Task brief:
Across all the records below, count the lines that hold "elapsed". State only that figure.

Listed records:
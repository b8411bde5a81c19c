//! Address discovery for newly created workload instances
//!
//! All strategies implement [`AddressResolver`] and are interchangeable: the
//! orchestrator receives one at construction and never branches on which.
//!
//! - [`PodWatchResolver`] watches pods for `status.podIP`
//! - [`PodPollResolver`] lists pods on a fixed cadence
//! - [`EndpointWatchResolver`] watches Cilium endpoint records, for network
//!   plugins that populate pod addressing late or not at all

mod endpoint_watch;
mod pod_poll;
mod pod_watch;

pub use endpoint_watch::EndpointWatchResolver;
pub use pod_poll::PodPollResolver;
pub use pod_watch::PodWatchResolver;

use crate::cluster::ClusterBackend;
use crate::error::MeasureError;
use crate::models::{AddressObservation, DiscoveryStrategy};
use async_trait::async_trait;
use std::sync::Arc;
use std::time::Duration;
use tokio_util::sync::CancellationToken;

/// Default list cadence for the polling strategy
pub const DEFAULT_POLL_INTERVAL: Duration = Duration::from_millis(20);

/// Resolves the network address of the instance matching a selector
#[async_trait]
pub trait AddressResolver: Send + Sync {
    /// Strategy implemented by this resolver
    fn strategy(&self) -> DiscoveryStrategy;

    /// Block until an address is reported, setup fails, or `cancel` fires
    async fn resolve_address(
        &self,
        selector: &str,
        cancel: &CancellationToken,
    ) -> Result<AddressObservation, MeasureError>;
}

/// Create the resolver for the configured strategy
pub fn create_resolver(
    strategy: DiscoveryStrategy,
    backend: Arc<dyn ClusterBackend>,
    poll_interval: Duration,
) -> Arc<dyn AddressResolver> {
    match strategy {
        DiscoveryStrategy::PodWatch => {
            tracing::info!("Using pod watch for address discovery");
            Arc::new(PodWatchResolver::new(backend))
        }
        DiscoveryStrategy::PodPoll => {
            tracing::info!(
                interval_ms = poll_interval.as_millis() as u64,
                "Using pod list polling for address discovery"
            );
            Arc::new(PodPollResolver::new(backend, poll_interval))
        }
        DiscoveryStrategy::EndpointWatch => {
            tracing::info!("Using CiliumEndpoint watch for address discovery");
            Arc::new(EndpointWatchResolver::new(backend))
        }
    }
}

#[cfg(test)]
mod tests {
    use super::*;
    use crate::cluster::fake::{
        pending_instance, running_instance, FakeCluster, ScriptedCluster, FAKE_INSTANCE,
    };
    use crate::cluster::EndpointStatus;
    use crate::error::ClusterError;
    use crate::models::WorkloadSpec;
    use std::sync::atomic::Ordering;
    use tokio::time::Instant;

    const ADDRESS_DELAY: Duration = Duration::from_millis(50);

    async fn resolve_with(strategy: DiscoveryStrategy) -> (AddressObservation, Duration) {
        let fake = Arc::new(FakeCluster::new("10.244.1.17", ADDRESS_DELAY));
        let spec = WorkloadSpec::new("startup-test", "img", 8080);
        fake.create_workload(&spec).await.unwrap();
        let created_at = fake.created_at().lock().unwrap().unwrap();

        let resolver = create_resolver(strategy, fake.clone(), DEFAULT_POLL_INTERVAL);
        assert_eq!(resolver.strategy(), strategy);

        let observation = resolver
            .resolve_address(&spec.selector(), &CancellationToken::new())
            .await
            .unwrap();
        (observation, created_at.elapsed())
    }

    #[tokio::test]
    async fn test_all_strategies_return_the_same_address() {
        for strategy in [
            DiscoveryStrategy::PodWatch,
            DiscoveryStrategy::PodPoll,
            DiscoveryStrategy::EndpointWatch,
        ] {
            let (observation, elapsed) = resolve_with(strategy).await;

            assert_eq!(observation.address, "10.244.1.17", "{}", strategy);
            assert_eq!(observation.instance, FAKE_INSTANCE);
            assert_eq!(observation.strategy, strategy);
            assert!(
                elapsed >= ADDRESS_DELAY,
                "{} returned after {:?}, before the address existed",
                strategy,
                elapsed
            );
        }
    }

    #[tokio::test]
    async fn test_watch_setup_failure_is_fatal() {
        for strategy in [DiscoveryStrategy::PodWatch, DiscoveryStrategy::EndpointWatch] {
            let fake = Arc::new(
                FakeCluster::new("10.244.1.17", ADDRESS_DELAY)
                    .failing_watch("pods is forbidden"),
            );
            let resolver = create_resolver(strategy, fake, DEFAULT_POLL_INTERVAL);

            let result = resolver
                .resolve_address("app=startup-test", &CancellationToken::new())
                .await;
            assert!(matches!(result, Err(MeasureError::Discovery(_))));
        }
    }

    #[tokio::test]
    async fn test_poll_recovers_from_transient_list_errors() {
        let fake = Arc::new(FakeCluster::new("10.244.1.17", Duration::ZERO).failing_lists(3));
        let spec = WorkloadSpec::new("startup-test", "img", 8080);
        fake.create_workload(&spec).await.unwrap();

        let resolver = PodPollResolver::new(fake.clone(), Duration::from_millis(5));
        let observation = resolver
            .resolve_address(&spec.selector(), &CancellationToken::new())
            .await
            .unwrap();

        assert_eq!(observation.address, "10.244.1.17");
        assert_eq!(fake.list_calls.load(Ordering::SeqCst), 4);
    }

    #[tokio::test]
    async fn test_resolvers_stop_on_cancellation() {
        for strategy in [
            DiscoveryStrategy::PodWatch,
            DiscoveryStrategy::PodPoll,
            DiscoveryStrategy::EndpointWatch,
        ] {
            // Address never arrives within the test
            let fake = Arc::new(FakeCluster::new("10.244.1.17", Duration::from_secs(3600)));
            let spec = WorkloadSpec::new("startup-test", "img", 8080);
            fake.create_workload(&spec).await.unwrap();

            let resolver = create_resolver(strategy, fake, DEFAULT_POLL_INTERVAL);
            let cancel = CancellationToken::new();
            let trigger = cancel.clone();
            tokio::spawn(async move {
                tokio::time::sleep(Duration::from_millis(30)).await;
                trigger.cancel();
            });

            let started = Instant::now();
            let result = resolver.resolve_address(&spec.selector(), &cancel).await;

            assert!(matches!(result, Err(MeasureError::Cancelled)), "{}", strategy);
            assert!(started.elapsed() < Duration::from_secs(1));
        }
    }

    #[tokio::test]
    async fn test_watch_ending_before_address_is_watch_closed() {
        let pods = ScriptedCluster::instances(vec![Ok(pending_instance()), Ok(pending_instance())]);
        let result = PodWatchResolver::new(Arc::new(pods))
            .resolve_address("app=startup-test", &CancellationToken::new())
            .await;
        assert!(matches!(result, Err(MeasureError::WatchClosed)), "{:?}", result);

        let endpoints = ScriptedCluster::endpoints(vec![Ok(EndpointStatus {
            name: FAKE_INSTANCE.to_string(),
            ipv4: vec![String::new()],
        })]);
        let result = EndpointWatchResolver::new(Arc::new(endpoints))
            .resolve_address("app=startup-test", &CancellationToken::new())
            .await;
        assert!(matches!(result, Err(MeasureError::WatchClosed)), "{:?}", result);
    }

    #[tokio::test]
    async fn test_watch_error_after_events_is_fatal() {
        // The address arrives after the error and must not be used
        let pods = ScriptedCluster::instances(vec![
            Ok(pending_instance()),
            Err(ClusterError::rejected("watch desync 410 Gone")),
            Ok(running_instance("10.0.0.9")),
        ]);
        let result = PodWatchResolver::new(Arc::new(pods))
            .resolve_address("app=startup-test", &CancellationToken::new())
            .await;
        assert!(
            matches!(
                &result,
                Err(MeasureError::Discovery(ClusterError::Rejected(msg))) if msg == "watch desync 410 Gone"
            ),
            "{:?}",
            result
        );

        let endpoints = ScriptedCluster::endpoints(vec![
            Err(ClusterError::rejected("watch desync 410 Gone")),
            Ok(EndpointStatus {
                name: FAKE_INSTANCE.to_string(),
                ipv4: vec!["10.0.0.9".to_string()],
            }),
        ]);
        let result = EndpointWatchResolver::new(Arc::new(endpoints))
            .resolve_address("app=startup-test", &CancellationToken::new())
            .await;
        assert!(matches!(result, Err(MeasureError::Discovery(_))), "{:?}", result);
    }

    #[tokio::test]
    async fn test_watch_uses_first_usable_address() {
        let pods = ScriptedCluster::instances(vec![
            Ok(pending_instance()),
            Ok(running_instance("10.0.0.9")),
            Ok(running_instance("10.0.0.10")),
        ]);
        let observation = PodWatchResolver::new(Arc::new(pods))
            .resolve_address("app=startup-test", &CancellationToken::new())
            .await
            .unwrap();
        assert_eq!(observation.address, "10.0.0.9");
    }
}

Solution to the exercise:
5